Consejos.
Si pudiera darle un consejo le diría que tuviese el valor de
ser feliz un segundo al día, de enfrentar la tristeza que conlleva la vida y de
gritar. Le diría, si quisiera escuchar, que busque el silencio en el continuo y
absurdo movimiento del mundo, por que llegará el día en el que se calmen las
trompetas que acompañan el camino que recorre y la única pastilla que detiene
la locura se encuentra en soledad.
Si quisiera, le haría el recuento de las veces que sufrió de
una felicidad obligada, del absurdo que nos une a todos en una línea curva y
rota, que no lleva a ninguna parte y nadie sabe para dónde va. Pero más aún, la
obligaría a pensar en los errores que llevamos a cuestas, en los hilos
profundamente cortos y rotos que están pintados de dorado, que se mueven con el
viento que golpea las ventanas, que huyen ante el peligro de vivir para pensar.
Podría, de algún modo mandarle una carta con la fecha de
caducidad de las palabras, con la receta para desintoxicarse cuando ya se han
ingerido, cuando no podemos vomitar. Le propondría de vez en cuando abrir la
boca cerrando el alma, le ayudaría a complejizar los sentimientos humanos, el
dolor del cuerpo, la falta de sueño, el exceso de alcohol.

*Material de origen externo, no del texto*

/// Members holding unused invitations.
pub fn render_invitations(snapshot: &InvitationsSnapshot) -> String {
    if snapshot.data.is_empty() {
        return empty_state("No invitation data available");
    }

    snapshot
        .data
        .iter()
        .map(|entry| {
            let name = escape_html(entry.display_name.as_deref().unwrap_or("Unknown"));
            let avatar = escape_html(
                entry
                    .avatar_url
                    .as_deref()
                    .unwrap_or("https://via.placeholder.com/35"),
            );
            let invite_text = escape_html(entry.invite_text.as_deref().unwrap_or(""));
            let url = escape_html(entry.x_url.as_deref().unwrap_or("#"));

            format!(
                r#"<div class="leaderboard-item clickable" data-url="{url}">
    <div class="rank">🎫</div>
    <img src="{avatar}" alt="{name}" class="avatar">
    <div class="user-info">
        <div class="user-name">{name}</div>
        <div class="user-score">{invite_text}</div>
    </div>
</div>"#
            )
        })
        .collect::<Vec<_>>()
        .join("\n")
}

/// Roster members that still have no profile id, as table rows with the
/// avatar fallback chain embedded for the client to walk on error.
pub fn render_missing_ids(users: &[RosterMember]) -> String {
    if users.is_empty() {
        return r#"<div class="empty-state"><p>✅ All Gigachads have profile IDs!</p></div>"#
            .to_string();
    }

    let rows = users
        .iter()
        .map(|user| {
            let name = escape_html(user.name());
            let handle = user.username.as_deref().unwrap_or("no-username");
            let explicit = user.avatar_url.as_deref().or(user.avatar.as_deref());
            let sources = super::format::avatar_sources(handle, user.name(), explicit);
            let sources_attr = serde_json::to_string(&sources)
                .unwrap_or_else(|_| "[]".to_string())
                .replace('\'', "&#39;")
                .replace('"', "&quot;");
            let first = escape_html(sources.first().map(String::as_str).unwrap_or(""));
            let x_url = escape_html(&format!("https://x.com/{handle}"));

            format!(
                r#"<tr>
    <td class="simple-user-cell">
        <div class="simple-user-profile">
            <img src="{first}" alt="{name}" class="simple-user-avatar" data-sources='{sources_attr}'>
            <div class="simple-user-info"><div class="simple-user-name">{name}</div></div>
        </div>
    </td>
    <td class="simple-action-cell">
        <a href="{x_url}" target="_blank" rel="noopener noreferrer" class="simple-x-profile-link">X Profile</a>
    </td>
</tr>"#
            )
        })
        .collect::<Vec<_>>()
        .join("\n");

    format!(
        r#"<div class="simple-missing-alert"><strong>⚠️ Found {count} users without profile ID</strong></div>
<table class="simple-missing-table">
    <thead><tr><th>User</th><th>X Profile</th></tr></thead>
    <tbody>
{rows}
    </tbody>
</table>"#,
        count = users.len(),
    )
}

Respondería su pregunta por el abandono de la tristeza en
los tiempos modernos, ahí donde creímos no necesitarla más en la cotidiana
forma de pasar la vida. Haría una tesis, por añadidura y sin buena sintaxis, de
las maravillas que se crearon a partir del despecho, de las resacas, de las
ganas de parar el mundo y poderse bajar.
Y es que nos quedamos con la alegría liviana y las sonrisas
sin profundad que caracterizan los sinsentidos, y botamos lejos el derecho
divino de la humanidad.
Si pudiera darle un
consejo le diría que hable con su espejo y deje de mentirse, que usted es
bella, que se vale llorar, caer, ahogarse y no querer nadar. Le diría que un
caldo de desaciertos es un concierto sin sonido que aprendemos a escuchar, y
que no está mal sentirse humano ni decirnos la verdad.